The Hindu extremists who summoned the Christian family to the “compromise” meeting told them that they were “not to talk and to promise to do whatever they were asked to do.” Soon after the meeting started at noon, with Christian leaders and village officials present, the Hindu extremists attacked Markami, his wife and three sons, said area pastor Vijay Purusu, who attended the meeting.

“In front of our eyes, they mercilessly beat up the Christians – kicking them, they pushed them down to the ground, stomped on them and beat them up with clubs and their hands,” Purusu told Morning Star News.

As they assaulted the family, which belongs to the Calvary Gospel Mission Moment Church, the Hindu villagers shouted that there was no place for Christians in the village and that they were going to wipe them out.

“The attack lasted for about one and a half hours, and by the time they were rushed to the hospital, the Christians were barely conscious,” another area church leader, Narendra Gachha, told Morning Star News.

About 10 area Christian leaders at the meeting managed to escape and ran to the Potteru police station. Officers arrived at the site followed by two ambulances. The five severely injured Christians were rushed to the district hospital.

They sustained injuries on their heads, faces and hands and abrasions and bruises all over their bodies, church leaders said.

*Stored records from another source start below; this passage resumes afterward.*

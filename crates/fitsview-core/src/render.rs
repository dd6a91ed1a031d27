use ndarray::Array2;
use rayon::prelude::*;
use serde::{Deserialize, Serialize};
use tracing::debug;

use crate::consts::{DEFAULT_CONTOUR_LEVELS, DEGENERATE_INTENSITY, PARALLEL_PIXEL_THRESHOLD};
use crate::contour::{self, ContourOverlay};
use crate::image_data::Image;
use crate::palette::Palette;
use crate::stats::{finite_samples, robust_range};
use crate::stretch::{Stretch, StretchParams};
use crate::view::{Rect, ScreenSize, ViewState, ViewTransform};

/// Marker intensity for non-finite and off-image pixels.
pub const SENTINEL: f32 = f32::NAN;

/// How output pixels sample the source image.
#[derive(Clone, Copy, Debug, Default, PartialEq, Eq, Serialize, Deserialize)]
#[cfg_attr(feature = "cli", derive(clap::ValueEnum))]
#[serde(rename_all = "lowercase")]
pub enum Interpolation {
    #[default]
    Nearest,
    Bilinear,
}

/// Display bounds actually used for one render.
#[derive(Clone, Copy, Debug, PartialEq)]
pub struct DisplayLimits {
    pub vmin: f64,
    pub vmax: f64,
    /// True when at least one bound came from the visible-pixel percentiles.
    pub auto: bool,
}

impl DisplayLimits {
    /// `vmax <= vmin`: every finite pixel maps to the mid intensity.
    pub fn is_degenerate(&self) -> bool {
        self.vmax <= self.vmin || !(self.vmax - self.vmin).is_finite()
    }
}

/// Rendered intensities in [0, 1], or [`SENTINEL`], shape = (height, width).
#[derive(Clone, Debug)]
pub struct Raster {
    data: Array2<f32>,
    limits: Option<DisplayLimits>,
    transform: ViewTransform,
    contours: Option<ContourOverlay>,
}

impl Raster {
    pub fn width(&self) -> usize {
        self.data.ncols()
    }

    pub fn height(&self) -> usize {
        self.data.nrows()
    }

    pub fn data(&self) -> &Array2<f32> {
        &self.data
    }

    /// Intensity at output pixel `(col, row)`; `None` for sentinel pixels or
    /// coordinates outside the raster.
    pub fn get(&self, col: usize, row: usize) -> Option<f32> {
        self.data.get([row, col]).copied().filter(|v| !is_sentinel(*v))
    }

    /// Limits used for this render; `None` when nothing finite was visible.
    pub fn limits(&self) -> Option<DisplayLimits> {
        self.limits
    }

    /// The screen/image mapping this raster was rendered with.
    pub fn transform(&self) -> &ViewTransform {
        &self.transform
    }

    /// Contour lines to draw over the raster, in output pixel coordinates.
    pub fn contours(&self) -> Option<&ContourOverlay> {
        self.contours.as_ref()
    }

    pub fn is_all_sentinel(&self) -> bool {
        self.data.iter().all(|v| is_sentinel(*v))
    }

    /// Row-major RGBA pixels through `palette`.
    pub fn to_rgba(&self, palette: Palette) -> Vec<[u8; 4]> {
        self.data.iter().map(|&v| palette.lookup(v)).collect()
    }
}

/// Bitwise comparison, so two sentinel pixels compare equal.
impl PartialEq for Raster {
    fn eq(&self, other: &Self) -> bool {
        self.contours == other.contours
            && self.data.dim() == other.data.dim()
            && self
                .data
                .iter()
                .zip(other.data.iter())
                .all(|(a, b)| a.to_bits() == b.to_bits())
    }
}

#[inline]
pub fn is_sentinel(v: f32) -> bool {
    v.is_nan()
}

/// Normalize → stretch → contrast → invert, for finite samples.
#[derive(Clone, Copy, Debug)]
pub struct IntensityMap {
    pub limits: DisplayLimits,
    pub stretch: Stretch,
    pub params: StretchParams,
    pub contrast: f64,
    pub invert: bool,
}

impl IntensityMap {
    pub fn from_state(state: &ViewState, limits: DisplayLimits) -> Self {
        Self {
            limits,
            stretch: state.stretch(),
            params: *state.stretch_params(),
            contrast: state.contrast(),
            invert: state.invert(),
        }
    }

    #[inline]
    pub fn map(&self, s: f32) -> f32 {
        // A flat view shows mid-gray under every stretch, contrast and invert.
        if self.limits.is_degenerate() {
            return DEGENERATE_INTENSITY;
        }
        let DisplayLimits { vmin, vmax, .. } = self.limits;
        let t = ((s as f64 - vmin) / (vmax - vmin)).clamp(0.0, 1.0);
        let t = self.stretch.apply(t, &self.params);
        let t = (0.5 + self.contrast * (t - 0.5)).clamp(0.0, 1.0);
        let t = if self.invert { 1.0 - t } else { t };
        t as f32
    }
}

/// Render the current view at `width` x `height` output pixels.
///
/// Pure function of the view state: no caching and no dependence on the
/// event history. A view with no visible image yields an all-sentinel raster.
pub fn render(state: &ViewState, width: usize, height: usize) -> Raster {
    let screen = ScreenSize::new(width, height);
    let transform = state.transform(screen);
    let visible = state.viewport(screen);

    let limits = effective_limits(state, &visible);
    let image = state.image();
    let interpolation = state.interpolation();

    // x depends only on the column and y only on the row.
    let xs: Vec<f64> = (0..screen.width)
        .map(|col| transform.screen_to_image(col as f64 + 0.5, 0.0).0)
        .collect();
    let ys: Vec<f64> = (0..screen.height)
        .map(|row| transform.screen_to_image(0.0, row as f64 + 0.5).1)
        .collect();

    let plot_type = state.plot_type();
    let data = match limits {
        Some(limits) if plot_type.shows_image() => {
            let map = IntensityMap::from_state(state, limits);
            let render_row = |iy: f64| -> Vec<f32> {
                xs.iter()
                    .map(|&ix| match sample(image, ix, iy, interpolation) {
                        Some(s) => map.map(s),
                        None => SENTINEL,
                    })
                    .collect()
            };

            let rows: Vec<Vec<f32>> = if screen.width * screen.height >= PARALLEL_PIXEL_THRESHOLD {
                ys.par_iter().map(|&iy| render_row(iy)).collect()
            } else {
                ys.iter().map(|&iy| render_row(iy)).collect()
            };

            let flat: Vec<f32> = rows.into_iter().flatten().collect();
            Array2::from_shape_vec((screen.height, screen.width), flat)
                .unwrap_or_else(|_| Array2::from_elem((screen.height, screen.width), SENTINEL))
        }
        _ => Array2::from_elem((screen.height, screen.width), SENTINEL),
    };

    let contours = match limits {
        Some(limits) if plot_type.shows_contours() => {
            let levels = match state.contour_levels() {
                Some(levels) => levels.to_vec(),
                None => contour::default_levels(limits.vmin, limits.vmax, DEFAULT_CONTOUR_LEVELS),
            };
            let segments = contour::extract(image, &levels, &visible);
            Some(ContourOverlay::project(segments, &transform, state.contour_color()))
        }
        _ => None,
    };

    debug!(
        width = screen.width,
        height = screen.height,
        zoom = state.zoom(),
        limits = ?limits,
        contour_segments = contours.as_ref().map_or(0, |c| c.segments.len()),
        "Rendered view"
    );

    Raster {
        data,
        limits,
        transform,
        contours,
    }
}

/// Display limits for the region `visible`: explicit bounds where set,
/// percentiles of the visible finite samples otherwise. `None` if a bound
/// is needed but no finite sample is visible.
pub fn effective_limits(state: &ViewState, visible: &Rect) -> Option<DisplayLimits> {
    if let (Some(vmin), Some(vmax)) = state.limits() {
        return Some(DisplayLimits {
            vmin,
            vmax,
            auto: false,
        });
    }

    let image = state.image();
    let (cols, rows) = visible.pixel_span(image.width(), image.height());
    let mut samples = finite_samples(image, cols, rows);
    let percentiles = state.auto_limits();
    let (lo, hi) = robust_range(&mut samples, percentiles.low, percentiles.high)?;

    let (vmin, vmax) = state.limits();
    Some(DisplayLimits {
        vmin: vmin.unwrap_or(lo),
        vmax: vmax.unwrap_or(hi),
        auto: true,
    })
}

/// Finite source value at continuous image coordinate `(ix, iy)`, or `None`
/// off-image or on a non-finite sample.
#[inline]
pub fn sample(image: &Image, ix: f64, iy: f64, interpolation: Interpolation) -> Option<f32> {
    match interpolation {
        Interpolation::Nearest => nearest(image, ix, iy),
        Interpolation::Bilinear => bilinear(image, ix, iy).or_else(|| nearest(image, ix, iy)),
    }
}

#[inline]
fn nearest(image: &Image, ix: f64, iy: f64) -> Option<f32> {
    image
        .sample(ix.floor() as i64, iy.floor() as i64)
        .filter(|v| v.is_finite())
}

/// Bilinear interpolation between pixel centres. `None` if any of the four
/// taps is missing or non-finite.
fn bilinear(image: &Image, ix: f64, iy: f64) -> Option<f32> {
    let fx = ix - 0.5;
    let fy = iy - 0.5;
    let x0 = fx.floor();
    let y0 = fy.floor();
    let tx = fx - x0;
    let ty = fy - y0;
    let (x0, y0) = (x0 as i64, y0 as i64);

    let tap = |x: i64, y: i64| image.sample(x, y).filter(|v| v.is_finite()).map(f64::from);
    let v00 = tap(x0, y0)?;
    let v10 = tap(x0 + 1, y0)?;
    let v01 = tap(x0, y0 + 1)?;
    let v11 = tap(x0 + 1, y0 + 1)?;

    let top = v00 + (v10 - v00) * tx;
    let bottom = v01 + (v11 - v01) * tx;
    Some((top + (bottom - top) * ty) as f32)
}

The meeting in which the ambush took place had been called after a previous attack drove the Christian family and other relatives out of the village in Odisha, formerly called Orissa state. At about midnight on Oct. 15, a large mob of Hindu extremists beat Markami and his family, told them to renounce Christ and later burned their house when the Christian refused to deny Christ, Gachha said.

“Almost all the villagers, including women, turned up, verbally abused them for their faith in Christ, pushed, kicked, beat them with their hands and clubs, and hurled stones at them and then burned up their house” he said.

That night, Markami, his wife, three sons, their wives and six grandchildren fled the area and took shelter with relatives in another village. Their house, along with household goods, were destroyed, Gaccha said.

Markami and his family began following Christ in 2004. Since then, the extremists have socially boycotted them, threatened to harm them if they do not renounce Christ and beat them occasionally, reported the Evangelical Fellowship of India.

Police registered a First Information Report against the attackers, but at press time no arrests had been made.

“The whole family at present is staying in one small room,” Gaccha said. “It is a difficult time for them, but their faith in Jesus remains still strong.”

In 2008, Gachha also was beaten and chased out from Gumkaguda village as he was conducting a prayer meeting at Markami’s house.

Markami and his family worshipped at their own house in the village, where other residents began to join them.